花房さんは、音楽ファンや、アイドルファンにも、かなり知られている方で、これまで、ももいろクローバーZのライブ演出などにも手掛けていらっしゃいます。例えば、2012年の『ももクロ春の一大事2012~横浜アリーナ まさかの2DAYS~』でのオープニング演出。横浜アリーナは、センターステージでスクリーンがないため、30人ぐらいのパフォーマーがステージで、円形状に並び巨大な旗を振り、その旗をスクリーン替わりに、映像を投影するなど、圧巻の演出をされています。
(他にも、2011年の埼玉スーパーアリーナや、2013年のライブにも、関わっていらっしゃいます。
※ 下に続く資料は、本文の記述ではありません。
//! One reconciliation attempt against the identity store

use std::sync::Arc;

use async_trait::async_trait;
use serde_json::{Map, Value};

use super::task::ReconciliationRequest;
use crate::identity::{IdentityStore, IdentityStoreError, IdentityUser};

/// Classified result of a single attempt
#[derive(Debug, Clone, PartialEq, Eq)]
pub enum AttemptOutcome {
    Success,
    /// Retry-eligible failure (network, timeout, rate limit, 5xx)
    TransientFailure(String),
    /// Retrying cannot help (malformed payload, unknown target)
    PermanentFailure(String),
}

impl AttemptOutcome {
    pub fn is_success(&self) -> bool {
        matches!(self, AttemptOutcome::Success)
    }
}

impl From<IdentityStoreError> for AttemptOutcome {
    fn from(err: IdentityStoreError) -> Self {
        if err.is_transient() {
            AttemptOutcome::TransientFailure(err.to_string())
        } else {
            AttemptOutcome::PermanentFailure(err.to_string())
        }
    }
}

/// Performs the identity-store write described by a request.
///
/// Each call makes at most one write and must resolve; the queue places no
/// timeout of its own around it. Writes must be idempotent because a retry
/// can race an earlier write whose acknowledgement was lost.
#[async_trait]
pub trait TaskExecutor: Send + Sync {
    async fn attempt(&self, payload: &ReconciliationRequest) -> AttemptOutcome;
}

/// Executor backed by an [`IdentityStore`].
///
/// Resolves the user by subscription id first, then by customer id, and
/// merges the target state into the user's public metadata.
#[derive(Clone)]
pub struct IdentityStoreExecutor {
    store: Arc<dyn IdentityStore>,
}

impl IdentityStoreExecutor {
    pub fn new(store: Arc<dyn IdentityStore>) -> Self {
        Self { store }
    }

    async fn resolve_user(
        &self,
        payload: &ReconciliationRequest,
    ) -> Result<Option<IdentityUser>, IdentityStoreError> {
        if let Some(subscription_id) = payload.subscription_ref() {
            if let Some(user) = self.store.find_user_by_subscription(subscription_id).await? {
                return Ok(Some(user));
            }
            tracing::debug!(
                subscription_id = %subscription_id,
                "No user for subscription, falling back to customer lookup"
            );
        }

        match payload.customer_ref() {
            Some(customer_id) => self.store.find_user_by_customer(customer_id).await,
            None => Ok(None),
        }
    }
}

/// Reject payloads no retry can fix
pub fn validate_payload(payload: &ReconciliationRequest) -> Result<&Map<String, Value>, String> {
    if payload.subscription_ref().is_none() && payload.customer_ref().is_none() {
        return Err("malformed payload: no subscription or customer id".to_string());
    }
    payload
        .target_state
        .as_object()
        .ok_or_else(|| "malformed payload: target state is not an object".to_string())
}

#[async_trait]
impl TaskExecutor for IdentityStoreExecutor {
    async fn attempt(&self, payload: &ReconciliationRequest) -> AttemptOutcome {
        let metadata = match validate_payload(payload) {
            Ok(metadata) => metadata,
            Err(reason) => return AttemptOutcome::PermanentFailure(reason),
        };

        let user = match self.resolve_user(payload).await {
            Ok(Some(user)) => user,
            Ok(None) => {
                return AttemptOutcome::PermanentFailure(format!(
                    "not found: no user for subscription {} or customer {}",
                    payload.subscription_ref().unwrap_or("-"),
                    payload.customer_ref().unwrap_or("-"),
                ))
            }
            Err(e) => return e.into(),
        };

        match self.store.apply_metadata(&user.id, metadata).await {
            Ok(()) => AttemptOutcome::Success,
            Err(e) => e.into(),
        }
    }
}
このお話は、フルバージョンで聞くことができます。ぜひチェックしてみてください!)

花房さんの名前を世界的に広めたパフォーミングアーツカンパニー「enra」は、2013年の東京オリンピック・パラリンピックの招致活動にも、貢献されています。赤坂の迎賓館で開かれた内閣総理大臣主催の晩餐会で、パフォーマンスを行ったとのこと。日本の伝統的なものと新しい技術(生身の人間と映像、ハイテクを合わせたもの)を融合させたパフォーマンスは、今までみたみたことがないと、海外の方から高い評価を受けたそうです。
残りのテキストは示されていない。